> Provided records
○ ○ ○ ○ ○
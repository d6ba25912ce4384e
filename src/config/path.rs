//! Path resolution for deck and settings files.
//!
//! Supports absolute paths, paths relative to the deck file, and "~" home
//! directory expansion. Remote image URLs pass through untouched.

use std::path::{Path, PathBuf};

use tracing::{debug, trace, warn};

use crate::error::{FpError, Result};

/// Resolve a path written in a deck or settings file.
///
/// Resolution rules:
/// 1. Paths starting with `~`: expanded to home directory
/// 2. Absolute paths: used as-is
/// 3. Relative paths: resolved relative to `base_dir`
pub fn resolve_path(path: &Path, base_dir: &Path) -> Result<PathBuf> {
    trace!(
        path = %path.display(),
        base_dir = %base_dir.display(),
        "Resolving path"
    );

    let path_str = path.to_string_lossy();

    if path_str == "~" || path_str.starts_with("~/") {
        let home = home_dir()?;
        let rest = path_str.strip_prefix("~/").unwrap_or("");
        let resolved = if rest.is_empty() {
            home
        } else {
            home.join(rest)
        };
        debug!(
            original = %path.display(),
            resolved = %resolved.display(),
            "Expanded home directory path"
        );
        return Ok(resolved);
    }

    if path.is_absolute() {
        return Ok(path.to_path_buf());
    }

    let resolved = base_dir.join(path);
    debug!(
        original = %path.display(),
        resolved = %resolved.display(),
        "Resolved relative path"
    );
    Ok(resolved)
}

/// Resolve the user's home directory (cross-platform).
pub fn home_dir() -> Result<PathBuf> {
    dirs::home_dir()
        .ok_or_else(|| FpError::ConfigInvalid("Could not determine home directory".to_string()))
}

/// True for `http://` and `https://` sources.
#[must_use]
pub fn is_remote(src: &str) -> bool {
    let lower = src.to_ascii_lowercase();
    lower.starts_with("http://") || lower.starts_with("https://")
}

/// Path resolution context for one deck file.
#[derive(Debug, Clone)]
pub struct PathResolver {
    base_dir: PathBuf,
}

impl PathResolver {
    /// Create a resolver for the file at `file_path`.
    pub fn new(file_path: &Path) -> Result<Self> {
        let parent = file_path.parent().ok_or_else(|| {
            FpError::ConfigInvalid(format!(
                "Path has no parent directory: {}",
                file_path.display()
            ))
        })?;
        let parent = if parent.as_os_str().is_empty() {
            Path::new(".")
        } else {
            parent
        };

        let canonical = parent.canonicalize().unwrap_or_else(|_| {
            warn!(dir = %parent.display(), "Failed to canonicalize directory");
            parent.to_path_buf()
        });

        Ok(Self {
            base_dir: canonical,
        })
    }

    pub fn resolve(&self, path: &Path) -> Result<PathBuf> {
        resolve_path(path, &self.base_dir)
    }

    /// Resolve an image source; URLs are returned unchanged.
    pub fn resolve_image(&self, src: &str) -> Result<String> {
        if is_remote(src) {
            return Ok(src.to_string());
        }
        Ok(self.resolve(Path::new(src))?.display().to_string())
    }

    #[must_use]
    pub fn base_dir(&self) -> &Path {
        &self.base_dir
    }
}
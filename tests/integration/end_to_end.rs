//! Deck file to files on disk with the built-in rasterizer, PDF writer and
//! file downloader.

use std::fs;
use std::path::Path;
use std::sync::Arc;

use flashpost::config::load_deck;
use flashpost::download::FileDownloader;
use flashpost::error::{CaptureErrorKind, FpError};
use flashpost::export::{ExportFormat, ExportRequest, ExportTimings, Exporter};
use flashpost::notify::Severity;
use flashpost::notify::mock::RecordingNotifier;
use flashpost::pdf::PdfWriter;
use flashpost::raster::BoxRasterizer;
use flashpost::slides::{DeckStore, SlideStore};
use image::Rgba;

use crate::common::fixtures::DeckDir;

fn exporter(out: &Path) -> (Exporter, Arc<RecordingNotifier>) {
    let notifier = Arc::new(RecordingNotifier::new());
    let exporter = Exporter::new(notifier.clone(), Arc::new(FileDownloader::new(out)))
        .with_rasterizer(Arc::new(BoxRasterizer::new()))
        .with_pdf_backend(Arc::new(PdfWriter::new()))
        .with_timings(ExportTimings::immediate());
    (exporter, notifier)
}

fn sorted_files(dir: &Path) -> Vec<String> {
    let mut names: Vec<String> = fs::read_dir(dir)
        .unwrap()
        .map(|e| e.unwrap().file_name().to_string_lossy().into_owned())
        .collect();
    names.sort();
    names
}

#[tokio::test]
async fn test_batch_png_writes_every_slide() {
    let deck_dir = DeckDir::yaml();
    let out = deck_dir.path().join("out");
    let mut store = DeckStore::new(load_deck(deck_dir.deck_path()).unwrap()).unwrap();
    let (exporter, notifier) = exporter(&out);

    let report = exporter
        .export_all_slides(&mut store, &ExportRequest::new(ExportFormat::Png, 200, 200, 2.0))
        .await
        .unwrap();

    assert!(report.is_success(), "{:?}", report.failed);
    assert_eq!(notifier.toasts(Severity::Success), vec!["3/3 slides exported"]);

    let files = sorted_files(&out);
    assert_eq!(files.len(), 3);
    for (i, name) in files.iter().enumerate() {
        assert!(name.starts_with(&format!("flashpost_slide_{}_", i + 1)), "{name}");
        let img = image::open(out.join(name)).unwrap().to_rgba8();
        assert_eq!(img.dimensions(), (400, 400));
        // Slide 2 is covered by its image; the others show the theme
        // background in the corner, with no chrome painted over it.
        let expected = if i == 1 {
            Rgba([255, 0, 0, 255])
        } else {
            Rgba([0x0f, 0x17, 0x2a, 255])
        };
        assert_eq!(*img.get_pixel(1, 1), expected, "{name}");
    }
}

#[tokio::test]
async fn test_single_pdf_written_to_disk() {
    let deck_dir = DeckDir::yaml();
    let out = deck_dir.path().join("pdf");
    let mut store = DeckStore::new(load_deck(deck_dir.deck_path()).unwrap()).unwrap();
    let (exporter, _) = exporter(&out);

    let outcome = exporter
        .export_single_slide(&mut store, &ExportRequest::new(ExportFormat::Pdf, 200, 100, 1.0))
        .await
        .unwrap();

    let bytes = fs::read(out.join(&outcome.filename)).unwrap();
    assert!(bytes.starts_with(b"%PDF-1.4"));
    assert!(
        bytes
            .windows(b"/MediaBox [0 0 150 75]".len())
            .any(|w| w == b"/MediaBox [0 0 150 75]")
    );
    assert_eq!(outcome.size, bytes.len());
}

#[tokio::test]
async fn test_missing_image_is_network_failure() {
    let deck_dir = DeckDir::yaml();
    fs::remove_file(deck_dir.path().join("img/dot.png")).unwrap();
    let out = deck_dir.path().join("out");
    let mut store = DeckStore::new(load_deck(deck_dir.deck_path()).unwrap()).unwrap();
    store.set_active(1).unwrap();
    store.render().unwrap();
    let (exporter, notifier) = exporter(&out);

    let err = exporter
        .export_single_slide(&mut store, &ExportRequest::new(ExportFormat::Png, 200, 200, 1.0))
        .await
        .unwrap_err();

    assert!(matches!(
        err,
        FpError::Rasterization {
            kind: CaptureErrorKind::Network,
            ..
        }
    ));
    assert!(notifier.toasts(Severity::Error)[0].contains("could not be loaded"));
    assert!(!out.exists() || sorted_files(&out).is_empty());
}

#[tokio::test]
async fn test_text_keeps_theme_color() {
    let dir = tempfile::tempdir().unwrap();
    let mut store = DeckStore::new(crate::common::fixtures::deck(1, 200, 200)).unwrap();
    let (exporter, _) = exporter(dir.path());

    let outcome = exporter
        .export_single_slide(&mut store, &ExportRequest::new(ExportFormat::Png, 200, 200, 1.0))
        .await
        .unwrap();

    let img = image::open(dir.path().join(&outcome.filename)).unwrap().to_rgba8();
    // Default theme: #f9fafb text on #111827.
    assert!(img.pixels().any(|p| *p == Rgba([0xf9, 0xfa, 0xfb, 255])));
    assert!(!img.pixels().any(|p| *p == Rgba([0, 0, 0, 255])));
}
//! Inline style values for document elements.

use image::Rgba;
use serde::{Deserialize, Serialize};

use crate::error::{FpError, Result};
use crate::image_ops::ResizeStrategy;

/// CSS-like `display` value.
#[derive(Debug, Clone, Copy, PartialEq, Eq, Serialize, Deserialize)]
#[serde(rename_all = "lowercase")]
pub enum Display {
    Block,
    Flex,
    Inline,
    None,
}

/// CSS-like `visibility` value.
#[derive(Debug, Clone, Copy, PartialEq, Eq, Serialize, Deserialize)]
#[serde(rename_all = "lowercase")]
pub enum Visibility {
    Visible,
    Hidden,
}

/// Inline style of an element. `None` means "not set inline".
#[derive(Debug, Clone, Default, PartialEq)]
pub struct Style {
    pub display: Option<Display>,
    pub visibility: Option<Visibility>,
    pub font_family: Option<String>,
    pub font_size: Option<f32>,
    pub color: Option<Rgba<u8>>,
    pub background: Option<Rgba<u8>>,
    /// How an image element fits its box (`object-fit`).
    pub object_fit: Option<ResizeStrategy>,
}

impl Style {
    #[must_use]
    pub fn new() -> Self {
        Self::default()
    }

    #[must_use]
    pub fn background(mut self, color: Rgba<u8>) -> Self {
        self.background = Some(color);
        self
    }

    #[must_use]
    pub fn color(mut self, color: Rgba<u8>) -> Self {
        self.color = Some(color);
        self
    }

    #[must_use]
    pub fn font_family(mut self, family: impl Into<String>) -> Self {
        self.font_family = Some(family.into());
        self
    }

    #[must_use]
    pub fn font_size(mut self, px: f32) -> Self {
        self.font_size = Some(px);
        self
    }

    #[must_use]
    pub fn display(mut self, display: Display) -> Self {
        self.display = Some(display);
        self
    }
}

/// Fully transparent black.
pub const TRANSPARENT: Rgba<u8> = Rgba([0, 0, 0, 0]);
/// Opaque white.
pub const WHITE: Rgba<u8> = Rgba([255, 255, 255, 255]);

/// Parse a hex color: `#rgb`, `#rrggbb`, `#rrggbbaa` (leading `#` optional)
/// or the keyword `transparent`.
pub fn parse_color(s: &str) -> Result<Rgba<u8>> {
    if s.eq_ignore_ascii_case("transparent") {
        return Ok(TRANSPARENT);
    }

    let hex = s.trim().trim_start_matches('#');
    let expanded: String = if hex.len() == 3 {
        hex.chars().flat_map(|c| [c, c]).collect()
    } else {
        hex.to_string()
    };

    if !(expanded.len() == 6 || expanded.len() == 8) || !expanded.is_ascii() {
        return Err(FpError::DeckParse(format!(
            "Invalid color '{s}': expected #rgb, #rrggbb or #rrggbbaa"
        )));
    }

    let channel = |i: usize| {
        u8::from_str_radix(&expanded[i..i + 2], 16)
            .map_err(|_| FpError::DeckParse(format!("Invalid color component in '{s}'")))
    };

    let alpha = if expanded.len() == 8 { channel(6)? } else { 255 };
    Ok(Rgba([channel(0)?, channel(2)?, channel(4)?, alpha]))
}

/// Format a color as `#rrggbb` (or `#rrggbbaa` when not opaque).
#[must_use]
pub fn format_color(color: Rgba<u8>) -> String {
    let [r, g, b, a] = color.0;
    if a == 255 {
        format!("#{r:02x}{g:02x}{b:02x}")
    } else {
        format!("#{r:02x}{g:02x}{b:02x}{a:02x}")
    }
}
○ ○ ○ ○ ○
> Brief
Send back an exact copy of only the lines from the line with "self.font_size = Some(px);" up to and including the line with "Fully transparent black." in the data above.

> Response for this exercise
        self.font_size = Some(px);
        self
    }

    #[must_use]
    pub fn display(mut self, display: Display) -> Self {
        self.display = Some(display);
        self
    }
}

/// Fully transparent black.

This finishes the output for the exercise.